We’ve lost others. My uncle Jim, a faithful churchman and USPS mailman for over 40 years. He was a photographer who, for free, did our wedding pictures.
I’m sure you are reading this and lamenting some losses in your family. Christmas—full of sweet tidings and sweet sentiments—can be hard. I’m thinking as I write of a family in our church who lost their son in a tragic accident this year. He was a senior, about to graduate. My son’s age. I can’t even imagine their grief. Yet I see them show up, week after week, in our small group. I see them find ways to pick up their life and keep going. I think of my late mother-in-law who had to raise her children by herself, endured tremendous hardships, and yet hung on to her fragile faith.
Are you struggling with a loss this season? An unexpected relationship severed? A broken family? A marriage in tatters? A death you didn’t expect. The truth is that you can bring your losses to Christmas because God feels them. Jesus was born into a world every bit as broken as ours, to a family with little agency and few resources. In a culture of fear where the king slaughtered young baby boys out of jealousy. To fulfill a mission that saw him betrayed, beaten, falsely accused, and unjustly executed. The God who made this world, who crafted you with care and precision, understands what it is to suffer the death of a loved one. He saw his own son brutally murdered at the hands of the very people he created.

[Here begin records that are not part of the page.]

//! terrain-prep: HGT → .dtrn conversion tool and synthetic terrain generator.
//!
//! Usage:
//!   terrain-prep convert --hgt N25E056.hgt --center 26.5,56.2 --output terrain.dtrn
//!   terrain-prep synthetic --center 26.5,56.2 --output hormuz_synth.dtrn

use std::path::PathBuf;
use std::process;

use deterrence_terrain::dtrn::write_dtrn;
use deterrence_terrain::grid::{TerrainGrid, TerrainHeader};
use deterrence_terrain::hgt::load_hgt;
use deterrence_terrain::GeoProjection;

fn main() {
    let args: Vec<String> = std::env::args().collect();

    if args.len() < 2 {
        print_usage();
        process::exit(1);
    }

    match args[1].as_str() {
        "convert" => cmd_convert(&args[2..]),
        "synthetic" => cmd_synthetic(&args[2..]),
        "help" | "--help" | "-h" => print_usage(),
        other => {
            eprintln!("Unknown command: {other}");
            print_usage();
            process::exit(1);
        }
    }
}

fn print_usage() {
    eprintln!(
        "terrain-prep: DETERRENCE terrain preprocessing tool\n\
         \n\
         Commands:\n\
         \n\
         convert   Convert NASADEM HGT file(s) to .dtrn format\n\
         \n\
           --hgt <path>       HGT file to convert (can specify multiple)\n\
           --center <lat,lon> Theater center coordinates\n\
           --output <path>    Output .dtrn file path\n\
           --resample <N>     Resample to NxN grid (optional, default: native)\n\
         \n\
         synthetic Generate a synthetic terrain .dtrn for testing/demo\n\
         \n\
           --center <lat,lon> Theater center coordinates\n\
           --output <path>    Output .dtrn file path\n\
           --size <N>         Grid size (default: 256)\n\
         \n\
         Examples:\n\
         \n\
           terrain-prep convert --hgt N25E056.hgt --center 26.5,56.2 --output hormuz.dtrn\n\
           terrain-prep synthetic --center 26.5,56.2 --output public/terrain/hormuz_synth.dtrn\n"
    );
}

fn parse_center(args: &[String]) -> Option<(f64, f64)> {
    for i in 0..args.len() {
        if args[i] == "--center" && i + 1 < args.len() {
            let parts: Vec<&str> = args[i + 1].split(',').collect();
            if parts.len() == 2 {
                let lat: f64 = parts[0].parse().ok()?;
                let lon: f64 = parts[1].parse().ok()?;
                return Some((lat, lon));
            }
        }
    }
    None
}

fn parse_output(args: &[String]) -> Option<PathBuf> {
    for i in 0..args.len() {
        if args[i] == "--output" && i + 1 < args.len() {
            return Some(PathBuf::from(&args[i + 1]));
        }
    }
    None
}

fn parse_hgt_paths(args: &[String]) -> Vec<PathBuf> {
    let mut paths = Vec::new();
    for i in 0..args.len() {
        if args[i] == "--hgt" && i + 1 < args.len() {
            paths.push(PathBuf::from(&args[i + 1]));
        }
    }
    paths
}

fn parse_size(args: &[String], default: u32) -> u32 {
    for i in 0..args.len() {
        if (args[i] == "--size" || args[i] == "--resample") && i + 1 < args.len() {
            if let Ok(n) = args[i + 1].parse::<u32>() {
                return n;
            }
        }
    }
    default
}

// --- Convert command ---

fn cmd_convert(args: &[String]) {
    let hgt_paths = parse_hgt_paths(args);
    if hgt_paths.is_empty() {
        eprintln!("Error: --hgt <path> is required");
        process::exit(1);
    }

    let (center_lat, center_lon) = match parse_center(args) {
        Some(c) => c,
        None => {
            eprintln!("Error: --center <lat,lon> is required");
            process::exit(1);
        }
    };

    let output = match parse_output(args) {
        Some(p) => p,
        None => {
            eprintln!("Error: --output <path> is required");
            process::exit(1);
        }
    };

    let resample = parse_size(args, 0);
    let projection = GeoProjection::new(center_lat, center_lon);

    eprintln!("Theater center: {center_lat}°N, {center_lon}°E");
    eprintln!("Loading {} HGT file(s)...", hgt_paths.len());

    // Load the first HGT file (multi-tile merging is a future enhancement)
    let grid = match load_hgt(&hgt_paths[0], &projection) {
        Ok(g) => g,
        Err(e) => {
            eprintln!("Error loading HGT file: {e}");
            process::exit(1);
        }
    };

    eprintln!(
        "Loaded: {}×{} grid, cell_size={} arcsec, elevation range {}..{}m",
        grid.header.width,
        grid.header.height,
        grid.header.cell_size,
        grid.header.min_elevation,
        grid.header.max_elevation,
    );

    // Optionally resample
    let final_grid = if resample > 0 && resample < grid.header.width {
        eprintln!("Resampling to {resample}×{resample}...");
        let elevations = grid.downsample(resample, resample);
        let min_elevation = elevations.iter().copied().min().unwrap_or(0);
        let max_elevation = elevations.iter().copied().max().unwrap_or(0);

        // Compute new cell size based on original geographic extent
        let orig_lat_span = grid.header.height as f64 * grid.header.cell_size;
        let orig_lon_span = grid.header.width as f64 * grid.header.cell_size;
        let new_cell_size_lat = orig_lat_span / resample as f64;
        let new_cell_size_lon = orig_lon_span / resample as f64;
        let new_cell_size = (new_cell_size_lat + new_cell_size_lon) / 2.0;

        TerrainGrid::new(
            TerrainHeader {
                origin_lat: grid.header.origin_lat,
                origin_lon: grid.header.origin_lon,
                cell_size: new_cell_size,
                width: resample,
                height: resample,
                min_elevation,
                max_elevation,
            },
            elevations,
            None,
            projection,
        )
    } else {
        grid
    };

    eprintln!("Writing .dtrn to {}...", output.display());
    match write_dtrn(&final_grid, &output) {
        Ok(()) => {
            let file_size = std::fs::metadata(&output).map(|m| m.len()).unwrap_or(0);
            eprintln!("Done! Output: {} ({} bytes)", output.display(), file_size);
        }
        Err(e) => {
            eprintln!("Error writing .dtrn: {e}");
            process::exit(1);
        }
    }
}

// --- Synthetic terrain command ---

fn cmd_synthetic(args: &[String]) {
    let (center_lat, center_lon) = parse_center(args).unwrap_or((26.5, 56.2));

    let output = match parse_output(args) {
        Some(p) => p,
        None => PathBuf::from("terrain_synth.dtrn"),
    };

    let size = parse_size(args, 256);
    let projection = GeoProjection::new(center_lat, center_lon);

    eprintln!("Generating {size}×{size} synthetic terrain...");
    eprintln!("Theater center: {center_lat}°N, {center_lon}°E");

    let grid = generate_synthetic_hormuz(size, center_lat, center_lon, &projection);

    eprintln!(
        "Elevation range: {}..{}m",
        grid.header.min_elevation, grid.header.max_elevation
    );

    eprintln!("Writing .dtrn to {}...", output.display());
    match write_dtrn(&grid, &output) {
        Ok(()) => {
            let file_size = std::fs::metadata(&output).map(|m| m.len()).unwrap_or(0);
            eprintln!("Done! Output: {} ({} bytes)", output.display(), file_size);
        }
        Err(e) => {
            eprintln!("Error writing .dtrn: {e}");
            process::exit(1);
        }
    }
}

/// Generate a synthetic terrain grid inspired by the Strait of Hormuz geography.
///
/// Creates a recognizable coastline with:
/// - Ocean in the center and south (representing the strait)
/// - Mountainous land to the north (Iran)
/// - Island/peninsula to the south-east (Oman/UAE coast)
/// - A few small islands
fn generate_synthetic_hormuz(
    size: u32,
    center_lat: f64,
    center_lon: f64,
    projection: &GeoProjection,
) -> TerrainGrid {
    // Grid covers approximately 2° × 2° centered on the theater center
    let span_deg = 2.0;
    let cell_size_arcsec = (span_deg * 3600.0) / size as f64;
    let origin_lat = center_lat - span_deg / 2.0;
    let origin_lon = center_lon - span_deg / 2.0;

    let mut elevations = Vec::with_capacity((size * size) as usize);
    let mut min_elev: i16 = 0;
    let mut max_elev: i16 = 0;

    for row in 0..size {
        for col in 0..size {
            // Normalized coordinates (0..1)
            let nx = col as f64 / size as f64;
            let ny = 1.0 - (row as f64 / size as f64); // 0=south, 1=north

            let elev = synthetic_elevation(nx, ny);
            let e = elev as i16;
            elevations.push(e);

            if e < min_elev {
                min_elev = e;
            }
            if e > max_elev {
                max_elev = e;
            }
        }
    }

    // Build ocean mask from elevations
    let cell_count = (size * size) as usize;
    let mask_bytes = cell_count.div_ceil(8);
    let mut ocean_mask = vec![0u8; mask_bytes];
    for i in 0..cell_count {
        if elevations[i] > 0 {
            // Land: set bit
            ocean_mask[i / 8] |= 1 << (i % 8);
        }
    }

    TerrainGrid::new(
        TerrainHeader {
            origin_lat,
            origin_lon,
            cell_size: cell_size_arcsec,
            width: size,
            height: size,
            min_elevation: min_elev,
            max_elevation: max_elev,
        },
        elevations,
        Some(ocean_mask),
        projection.clone(),
    )
}

/// Compute synthetic elevation at normalized coordinates.
/// nx: 0=west, 1=east. ny: 0=south, 1=north.
///
/// Creates a pattern reminiscent of the Strait of Hormuz:
/// - Northern landmass (Iran) with mountains
/// - Southern coast (Oman/UAE) with lower terrain
/// - Central strait (ocean)
/// - A few rocky islands
fn synthetic_elevation(nx: f64, ny: f64) -> f64 {
    // Northern landmass: land when ny > ~0.6, rising to mountains
    let north_shore = 0.55 + 0.05 * (nx * 8.0).sin() + 0.03 * (nx * 15.0).sin();
    let north_land = if ny > north_shore {
        let depth = (ny - north_shore) / (1.0 - north_shore);
        // Mountains rise steeply from coast
        let base = depth * 1200.0;
        let ridge = 400.0 * ((nx * 12.0).sin() * 0.5 + 0.5);
        let noise = 150.0 * ((nx * 30.0 + ny * 20.0).sin() * (ny * 25.0).cos());
        base + ridge + noise
    } else {
        0.0
    };

    // Southern landmass: land when ny < ~0.3, moderate terrain
    let south_shore = 0.3 - 0.04 * (nx * 6.0).sin() + 0.02 * (nx * 20.0).cos();
    // Eastern hook — the peninsula/coast juts up more on the east side
    let south_shore = south_shore + 0.15 * smooth_step(nx, 0.6, 0.8);
    let south_land = if ny < south_shore {
        let depth = (south_shore - ny) / south_shore;
        let base = depth * 400.0;
        let hills = 100.0 * ((nx * 10.0).sin() * (ny * 15.0).cos());
        base + hills
    } else {
        0.0
    };

    // Islands (Qeshm-like large island + smaller ones)
    let island1 = island_elevation(nx, ny, 0.5, 0.48, 0.12, 0.03, 200.0);
    let island2 = island_elevation(nx, ny, 0.35, 0.42, 0.04, 0.02, 80.0);
    let island3 = island_elevation(nx, ny, 0.65, 0.52, 0.03, 0.02, 120.0);

    // Combine: take max of all land features
    let elev = north_land
        .max(south_land)
        .max(island1)
        .max(island2)
        .max(island3);

    if elev < 1.0 {
        // Ocean floor (shallow negative)
        -20.0 - 30.0 * ((nx * 5.0 + ny * 3.0).sin().abs()) - 10.0 * ((nx * 12.0 + ny * 8.0).sin())
    } else {
        elev
    }
}

/// Elliptical island at (cx, cy) with semi-axes (rx, ry) and peak height.
fn island_elevation(nx: f64, ny: f64, cx: f64, cy: f64, rx: f64, ry: f64, peak: f64) -> f64 {
    let dx = (nx - cx) / rx;
    let dy = (ny - cy) / ry;
    let dist_sq = dx * dx + dy * dy;
    if dist_sq > 1.0 {
        return 0.0;
    }
    let t = 1.0 - dist_sq;
    peak * t * t // Smooth falloff
}

/// Smooth step function: 0 when x < edge0, 1 when x > edge1, smooth between.
fn smooth_step(x: f64, edge0: f64, edge1: f64) -> f64 {
    let t = ((x - edge0) / (edge1 - edge0)).clamp(0.0, 1.0);
    t * t * (3.0 - 2.0 * t)
}
//! Deterministic A* pathfinding over walkable tiles.
//!
//! Integer costs (10 straight, 14 diagonal) with an octile heuristic.
//! Diagonal steps are disallowed when either orthogonal neighbor is
//! unwalkable, so paths never cut corners. The open set orders by
//! (f-cost, position), which makes equal-cost paths reproducible.

use std::cmp::Reverse;
use std::collections::{BinaryHeap, HashMap};

use breacher_core::types::{Dir8, GridPos};

use crate::grid::MapState;

const COST_STRAIGHT: i64 = 10;
const COST_DIAGONAL: i64 = 14;

fn heuristic(a: GridPos, b: GridPos) -> i64 {
    let dx = (b.x - a.x).abs() as i64;
    let dy = (b.y - a.y).abs() as i64;
    COST_DIAGONAL * dx.min(dy) + COST_STRAIGHT * (dx.max(dy) - dx.min(dy))
}

/// Shortest path from `start` (exclusive) to `goal` (inclusive).
///
/// The start cell does not need to be walkable (an actor may stand in a
/// doorway that closed behind it); every stepped-onto cell does. Returns
/// `None` when the goal is unwalkable or unreachable.
pub fn find_path(map: &MapState, start: GridPos, goal: GridPos) -> Option<Vec<GridPos>> {
    if start == goal {
        return Some(Vec::new());
    }
    if !map.is_walkable(goal) {
        return None;
    }

    let mut open: BinaryHeap<Reverse<(i64, i32, i32)>> = BinaryHeap::new();
    let mut g_score: HashMap<GridPos, i64> = HashMap::new();
    let mut came_from: HashMap<GridPos, GridPos> = HashMap::new();

    g_score.insert(start, 0);
    open.push(Reverse((heuristic(start, goal), start.y, start.x)));

    while let Some(Reverse((f, y, x))) = open.pop() {
        let current = GridPos::new(x, y);
        let current_g = match g_score.get(&current) {
            Some(&g) => g,
            None => continue,
        };
        // Stale heap entry for a cell already reached cheaper.
        if f > current_g + heuristic(current, goal) {
            continue;
        }
        if current == goal {
            let mut path = vec![current];
            let mut cursor = current;
            while let Some(&prev) = came_from.get(&cursor) {
                if prev == start {
                    break;
                }
                path.push(prev);
                cursor = prev;
            }
            path.reverse();
            return Some(path);
        }

        for dir in Dir8::ALL {
            let (dx, dy) = dir.delta();
            let next = current.offset(dx, dy);
            if !map.is_walkable(next) {
                continue;
            }
            let diagonal = dx != 0 && dy != 0;
            if diagonal {
                // No corner cutting past a blocked orthogonal neighbor.
                if !map.is_walkable(current.offset(dx, 0))
                    || !map.is_walkable(current.offset(0, dy))
                {
                    continue;
                }
            }
            let step = if diagonal { COST_DIAGONAL } else { COST_STRAIGHT };
            let tentative = current_g + step;
            if g_score.get(&next).is_none_or(|&g| tentative < g) {
                g_score.insert(next, tentative);
                came_from.insert(next, current);
                open.push(Reverse((tentative + heuristic(next, goal), next.y, next.x)));
            }
        }
    }

    None
}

In the Christmas story are the rays of hope we need to help us endure our losses. Jesus doesn’t merely sympathize with our pain; his life, death, and resurrection mean the eventual end of our pain. I love this lyric from Charles Wesley’s wonderful Christmas hymn:
Hail the heaven-born Prince of Peace!
Hail the Sun of Righteousness!
Light and life to all he brings,
risen with healing in his wings.
Mild he lays his glory by,
born that we no more may die,
born to raise us from the earth,
born to give us second birth.
This is not the trite “season’s greetings” or the milquetoast “just believe” mantra from so many of our beloved Christmas movies. This is real. This is why to celebrate Jesus’ birth in the midst of loss is a sort of rebellion against the darkness of this world. It is to say with John, “Light has come into the world and the darkness has not overcome it (John 1:5).”
Death and loss are grievous. They are the work of the enemy. There is no sugarcoating their pain. Yet we can face the empty chairs around the table this year because there is an empty tomb in the Middle East where Jesus once lay. He has conquered sin, death, and the grave. He has reversed the curse. He is making all things new. And one day, he is coming to full restore all things. Listen to this promise:
He will wipe away every tear from their eyes. Death will be no more; grief, crying, and pain will be no more, because the previous things have passed away (Revelation 21:4)."